MATERIAL PROVIDED =>
-- Opening Marker --

use serde::{Deserialize, Serialize};

use crate::models::SentimentTag;

const POSITIVE_WORDS: &[&str] = &[
    "great",
    "excellent",
    "amazing",
    "wonderful",
    "helpful",
    "strong",
    "good",
    "best",
    "outstanding",
    "fantastic",
];

// "could improve" spans two tokens so it never matches a single word. Kept for parity with
// the lexicon authors use in the feedback form.
const NEGATIVE_WORDS: &[&str] = &[
    "bad",
    "poor",
    "terrible",
    "awful",
    "weak",
    "could improve",
    "late",
    "slow",
    "difficult",
];

#[derive(Debug, Clone, Copy, PartialEq, Eq, Serialize, Deserialize)]
#[serde(rename_all = "lowercase")]
pub enum Classification {
    Positive,
    Neutral,
    Negative,
}

impl Classification {
    pub fn as_str(&self) -> &'static str {
        match self {
            Classification::Positive => "positive",
            Classification::Neutral => "neutral",
            Classification::Negative => "negative",
        }
    }
}

/// Net keyword score: +1 per token containing a positive entry, -1 per token containing a
/// negative entry. A token can hit both lists.
pub fn score(text: &str) -> i32 {
    let lowered = text.to_lowercase();
    let mut score = 0;

    for token in lowered.split_whitespace() {
        if POSITIVE_WORDS.iter().any(|word| token.contains(word)) {
            score += 1;
        }
        if NEGATIVE_WORDS.iter().any(|word| token.contains(word)) {
            score -= 1;
        }
    }

    score
}

/// Keyword classifier. No negation or sarcasm handling.
pub fn classify(text: &str) -> Classification {
    match score(text) {
        s if s > 0 => Classification::Positive,
        s if s < 0 => Classification::Negative,
        _ => Classification::Neutral,
    }
}

/// Tag to pre-select for an author while they write feedback.
pub fn suggest_tag(text: &str) -> SentimentTag {
    match classify(text) {
        Classification::Positive => SentimentTag::Positive,
        Classification::Neutral => SentimentTag::Neutral,
        Classification::Negative => SentimentTag::Constructive,
    }
}

#[cfg(test)]
mod tests {
    use super::*;

    #[test]
    fn praise_is_positive() {
        assert_eq!(
            classify("Great communication skills and always helpful!"),
            Classification::Positive
        );
    }

    #[test]
    fn mixed_feedback_cancels_out() {
        let text = "Sometimes late to meetings but contributes great ideas.";
        assert_eq!(score(text), 0);
        assert_eq!(classify(text), Classification::Neutral);
    }

    #[test]
    fn matches_by_substring() {
        assert_eq!(score("greatly"), 1);
        assert_eq!(classify("Deliverables were always LATE"), Classification::Negative);
    }

    #[test]
    fn empty_text_is_neutral() {
        assert_eq!(classify(""), Classification::Neutral);
        assert_eq!(classify("   \n\t"), Classification::Neutral);
    }

    #[test]
    fn multi_word_entries_never_match() {
        assert_eq!(
            classify("Shows strong leadership but could improve on time management."),
            Classification::Positive
        );
    }

    #[test]
    fn negative_suggestions_become_constructive() {
        assert_eq!(suggest_tag("poor and slow"), SentimentTag::Constructive);
        assert_eq!(suggest_tag("excellent work"), SentimentTag::Positive);
        assert_eq!(suggest_tag("see you tomorrow"), SentimentTag::Neutral);
    }
}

-- Closing Marker --

WORK INSTRUCTION =>
Where does the word "poor" appear in the listing above? Copy every line that holds it.

SOLVED EXERCISE =>
    "poor",
        assert_eq!(suggest_tag("poor and slow"), SentimentTag::Constructive);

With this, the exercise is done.